Optimal settings for running Small-24b using Ollama?

#14

by AaronFeng753 - opened Jan 31

Jan 31

This model seems to be quite sensitive to settings. I've seen many posts and comments on Reddit about this model having weird bugs due to inference settings. Could you share the optimal settings for running this model?

For example, what should the repeat penalty, top p & k values be? And is the optimal temperature indeed 0.15 as stated in the model card?

SomeOddCodeGuy

Jan 31

At a minimum, I've observed that repetition penalty seems to harm this model. Yesterday I had tried running it and thought something was wrong with the ggufs, because it couldn't repeat back certain things that other models easily could (for example- reprinting a sudoku board that it was given; it would add tons of spaces, extra dashes, etc when rendering the board).

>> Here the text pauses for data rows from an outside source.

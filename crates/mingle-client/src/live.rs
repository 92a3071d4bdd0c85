use futures_util::StreamExt;
use tokio::net::TcpStream;
use tokio_tungstenite::tungstenite::Message;
use tokio_tungstenite::{MaybeTlsStream, WebSocketStream, connect_async};

use mingle_types::events::GatewayEvent;

use crate::error::ClientError;

/// One live broadcast subscription.
///
/// The channel is global: this feed receives every event published by the
/// server, not just the open conversation's. Filtering, if any, happens in
/// the consumer. Closing the feed only stops future deliveries.
pub struct LiveFeed {
    ws: WebSocketStream<MaybeTlsStream<TcpStream>>,
}

impl LiveFeed {
    pub async fn connect(url: &str) -> Result<Self, ClientError> {
        let (ws, _) = connect_async(url).await?;
        Ok(Self { ws })
    }

    /// Next decoded event; `None` once the server closes the channel.
    /// Heartbeat pings are answered by the transport and skipped here.
    pub async fn next_event(&mut self) -> Result<Option<GatewayEvent>, ClientError> {
        while let Some(frame) = self.ws.next().await {
            match frame? {
                Message::Text(text) => return Ok(Some(serde_json::from_str(text.as_str())?)),
                Message::Close(_) => return Ok(None),
                _ => {}
            }
        }
        Ok(None)
    }
}
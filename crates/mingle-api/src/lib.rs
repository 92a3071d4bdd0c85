pub mod auth;
pub mod error;
pub mod friends;
pub mod messages;
pub mod uploads;
pub mod users;

use std::path::PathBuf;
use std::sync::Arc;

use axum::Router;
use axum::routing::{get, post, put};

use mingle_db::Database;
use mingle_gateway::dispatcher::Dispatcher;

pub struct AppStateInner {
    pub db: Database,
    pub dispatcher: Dispatcher,
    pub upload_dir: PathBuf,
}

pub type AppState = Arc<AppStateInner>;

/// Assemble the request/response surface. The live WebSocket route is
/// attached by the server binary, which owns the upgrade handshake.
pub fn router(state: AppState) -> Router {
    Router::new()
        .route("/signup", post(auth::signup))
        .route("/login", post(auth::login))
        .route("/user/{id}", get(users::get_user))
        .route("/users/{id}", put(users::update_user))
        .route("/upload/{id}", post(uploads::upload_image))
        .route("/uploads/{file_name}", get(uploads::get_image))
        .route("/addfriend/{user_id}", post(friends::add_friend))
        .route("/friendlist/{user_id}", get(friends::friend_list))
        .route(
            "/messages",
            post(messages::create_message).get(messages::list_messages),
        )
        .with_state(state)
}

I stripped out all of my sampler settings and added them back one at a time until I realized that my repetition penalty of 1.2, range of 2048 was the culprit. Once that was completely disabled, the model was able to act more normally.

SerialKicked

Jan 31

•

edited Jan 31

Depends on the task. If it's task related, function calling, information retrieval, and stuff like that, a very low temp seems best (0.1 - 0.3 'ish), with no other sampler. And I'd avoid repetition penalty in that case.

For more creative pursuits, you can push the temperature surprisingly high, compared to the previous model, before it starts to become incoherent (0.85 Temp + MinP 0.1 is safe, you can experiment with this as a starting point.), I'd add some repetition penalty or a DRY sampler (if you have a back-end that supports it) because it can get very repetitive very quick, like all mistral llm.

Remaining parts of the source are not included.